A CONFERENCE BUILT ON THE COLLECTIVE WISDOM OF OUR COMMUNITIES
Opening Night Presentation:
Wednesday, Oct 20, 2021
Register Here for Free!
6:00 pm – 8:00 pm (PDT) via webinar
Thursday and Friday
Oct 21 and 22, 2021
Day 1: 9am – 8pm (PDT) via webinar
Day 2: 9am – 4pm (PDT) via webinar
October 21, 2021
Welcome and Land Acknowledgement (9:00 am to 9:10 am)

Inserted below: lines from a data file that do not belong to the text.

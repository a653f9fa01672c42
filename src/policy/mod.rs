//! Quantization policy selection.
//!
//! Three mutually exclusive run modes:
//! - **weight-only**: compress learned parameters, leave activations in
//!   floating point
//! - **full**: quantize weights and activations, calibrated on
//!   representative inputs
//! - **hybrid**: weight-only for the classified weight-bearing operations,
//!   full quantization for everything else — the fit for generative and
//!   diffusion-style graphs where most parameters sit in matrix multiplies

use ndarray::{ArcArray, IxDyn};

use crate::calibration::{SampleBatch, TensorData};
use crate::config::{
    ModelArchitecture, QuantizeConfig, WeightCompressionConfig, DEFAULT_COMPRESSION_SAMPLES,
};
use crate::engine::{
    CompressionEngine, DatasetProvider, FullQuantizationRequest, SmoothQuantOverrides,
    TextTokenizer, WeightCompressionRequest,
};
use crate::error::{CuantizarError, Result};
use crate::graph::{collect_weight_ops, ModelGraph};

/// Calibration subset size for the full-quantization pass of a hybrid run.
pub const DEFAULT_HYBRID_SUBSET_SIZE: usize = 200;

/// Sequence length used when tokenizing a named compression dataset.
const COMPRESSION_SEQ_LEN: usize = 32;

/// External services the policy layer may need to materialize datasets.
#[derive(Clone, Copy, Default)]
pub struct PolicySupport<'a> {
    /// Dataset service, for named dataset references.
    pub datasets: Option<&'a dyn DatasetProvider>,
    /// Tokenizer, for named dataset references.
    pub tokenizer: Option<&'a dyn TextTokenizer>,
}

/// Apply weight-only compression to the whole graph except the configured
/// ignored scope.
///
/// A named dataset reference is materialized first: raw text is loaded and
/// tokenized to a fixed sequence length, capped at the configured sample
/// count or the 128-sample default.
pub fn weight_only_quantization(
    engine: &dyn CompressionEngine,
    model: ModelGraph,
    config: &WeightCompressionConfig,
    support: &PolicySupport<'_>,
) -> Result<ModelGraph> {
    config.validate()?;

    let dataset = match &config.dataset {
        None => None,
        Some(crate::config::DatasetRef::Samples(samples)) => Some(samples.clone()),
        Some(crate::config::DatasetRef::Named(name)) => {
            Some(materialize_named_dataset(name, config, support)?)
        }
    };

    let request = WeightCompressionRequest {
        mode: config.mode()?,
        ratio: config.ratio,
        group_size: config.group_size,
        all_layers: config.all_layers,
        sensitivity_metric: config.sensitivity_metric,
        ignored_scope: config.ignored_scope_or_default(),
        dataset,
    };
    engine.compress_weights(model, &request)
}

/// Apply full static quantization to the whole graph.
///
/// The model is tagged as a transformer architecture unless overridden,
/// with bias correction enabled by default.
pub fn full_quantization(
    engine: &dyn CompressionEngine,
    model: ModelGraph,
    config: &QuantizeConfig,
    calibration: &[SampleBatch],
) -> Result<ModelGraph> {
    let request = FullQuantizationRequest {
        model_type: config.model_type,
        fast_bias_correction: config.fast_bias_correction,
        ignored_scope: config.ignored_scope.clone().unwrap_or_default(),
        subset_size: config.subset_size,
        smooth_quant: SmoothQuantOverrides::default(),
    };
    engine.quantize(model, &request, calibration)
}

/// Apply hybrid quantization: weights of matrix-multiply and embedding
/// operations are compressed, activations of the remaining operations are
/// quantized.
///
/// The weight-only pass excludes convolutions (they get full quantization
/// instead); the full pass excludes the weight-bearing set so compressed
/// weights are not quantized twice, and disables activation smoothing for
/// matrix multiplies since their weights are already fixed-point.
pub fn hybrid_quantization(
    engine: &dyn CompressionEngine,
    model: ModelGraph,
    config: &WeightCompressionConfig,
    calibration: &[SampleBatch],
    support: &PolicySupport<'_>,
) -> Result<ModelGraph> {
    let ops_to_compress = collect_weight_ops(&model);

    let ptq_scope = config.ignored_scope_or_default().with_added_names(ops_to_compress);
    let wc_config = config
        .clone()
        .with_ignored_scope(config.ignored_scope_or_default().with_added_type("Convolution"));

    let compressed = weight_only_quantization(engine, model, &wc_config, support)?;

    let request = FullQuantizationRequest {
        model_type: ModelArchitecture::Transformer,
        fast_bias_correction: true,
        ignored_scope: ptq_scope,
        subset_size: Some(config.num_samples.unwrap_or(DEFAULT_HYBRID_SUBSET_SIZE)),
        smooth_quant: SmoothQuantOverrides { matmul: Some(-1.0) },
    };
    engine.quantize(compressed, &request, calibration)
}

fn materialize_named_dataset(
    name: &str,
    config: &WeightCompressionConfig,
    support: &PolicySupport<'_>,
) -> Result<Vec<SampleBatch>> {
    let Some(provider) = support.datasets else {
        return Err(CuantizarError::DatasetMaterialization {
            name: name.to_string(),
            message: "no dataset provider available".into(),
        });
    };
    let Some(tokenizer) = support.tokenizer else {
        return Err(CuantizarError::DatasetMaterialization {
            name: name.to_string(),
            message: "no tokenizer available".into(),
        });
    };

    let texts = provider.load_text(name, "train")?;
    let nsamples = config.num_samples.unwrap_or(DEFAULT_COMPRESSION_SAMPLES);

    let samples = texts
        .iter()
        .filter_map(|text| {
            let ids = tokenizer.encode(text, COMPRESSION_SEQ_LEN);
            if ids.is_empty() {
                return None;
            }
            let n = ids.len();
            Some(SampleBatch::new().with_column(
                "input_ids",
                TensorData::I64(ArcArray::from_shape_vec(IxDyn(&[1, n]), ids).ok()?),
            ))
        })
        .take(nsamples)
        .collect();
    Ok(samples)
}
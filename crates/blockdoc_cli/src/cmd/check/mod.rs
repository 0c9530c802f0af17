use std::path::PathBuf;

use blockdoc::codec::{Document, EncodeOptions, decode_bytes};
use tracing::info;

use crate::cmd::util::{decode_options, emit_json, load_schema};


#[derive(clap::Args)]
pub struct Args {
	pub schema: PathBuf,
	pub file: PathBuf,
	#[arg(long)]
	pub lenient: bool,
	#[arg(long)]
	pub json: bool,
}

/// Decode, re-encode and decode again, comparing the two object graphs.
///
/// Returns whether the root hashes of both decodes agree.
pub fn run(args: Args) -> blockdoc::codec::Result<bool> {
	let Args {
		schema,
		file,
		lenient,
		json,
	} = args;

	let schema = load_schema(&schema)?;
	let options = decode_options(lenient);
	let raw = std::fs::read(&file)?;
	let (compression, plain) = decode_bytes(raw.clone())?;
	let first = Document::decode(schema.clone(), raw, &options)?;

	let encode = EncodeOptions {
		link_policy: options.link_policy,
		compression,
	};
	let encoded = first.encode(&encode)?;
	let (_, replain) = decode_bytes(encoded.clone())?;
	let second = Document::decode(schema, encoded, &options)?;

	let roots_match = first.root_hashes()? == second.root_hashes()?;
	let report = CheckJson {
		path: file.display().to_string(),
		blocks_in: first.len(),
		blocks_out: second.len(),
		bytes_in: plain.len(),
		bytes_out: replain.len(),
		identical: plain == replain,
		roots_match,
	};
	info!(path = %report.path, identical = report.identical, roots_match, "checked file");

	if json {
		emit_json(&report);
	} else {
		println!("path: {}", report.path);
		println!("blocks: {} -> {}", report.blocks_in, report.blocks_out);
		println!("bytes: {} -> {}", report.bytes_in, report.bytes_out);
		println!("identical: {}", report.identical);
		println!("roots_match: {}", report.roots_match);
		println!("{}", if roots_match { "ok" } else { "FAILED" });
	}
	Ok(roots_match)
}

#[derive(serde::Serialize)]
struct CheckJson {
	path: String,
	blocks_in: usize,
	blocks_out: usize,
	bytes_in: usize,
	bytes_out: usize,
	identical: bool,
	roots_match: bool,
}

Sharon Sutherland — Mediate BC, Vancouver
Darsey Meredith — CoRe Conflict Resolution Society, Vancouver
Plenary Speaker: “Deconstructing Artificial Borders” (9:10 am to 9:50 am)
Tony Penikett – Former Yukon Premier and polar research advisor
Tony Penikett will speak about the challenges in building understanding around treaties and also the ongoing work of bringing together polar communities, Indigenous and non-Indigenous, for collaborative action on climate change.
Concurrent Sessions (10:00 am to 12:00 pm)
Block A (details TBC)
Mediation in Kenya
(6-minute presentations from Fellows of 2021 Wasilianahub Fellowship. Hosted by Emily Martin.)
Establishment of a mediation office in Tharaka Nithi County – Kenya to enable people to assess dispute conflicts in Tharaka Nithi County Kenya with ease.
Christine Ndilo Kakyema — Certified Mediator and Trainer of Trainees, Tharaka Nithi County, Kenya
Grief easily affects people mentally, emotionally, and physically. Grief may also cause depressions and emptiness. Therefore, it may affect the way in which people make decisions and it is advisable not to make major decisions while in this state of mind. When one goes into a mediation session while in this condition, they need help to make the right decision. The mediator has a big role to play in ensuring that the person grieving does not make a decision that would be regretted later.
Patricia Oketch — Counselling Psychologist and Certified Professional Mediator, Nairobi, Kenya
During this presentation, your Favourite Uncle Jer will discuss and explore the benefits of acknowledging and highlighting differences between parties in a mediation session and its value to decision making process and agreements made. Also, along the way we’ll explore the similarities between high conflict mediation and cooking competition shows.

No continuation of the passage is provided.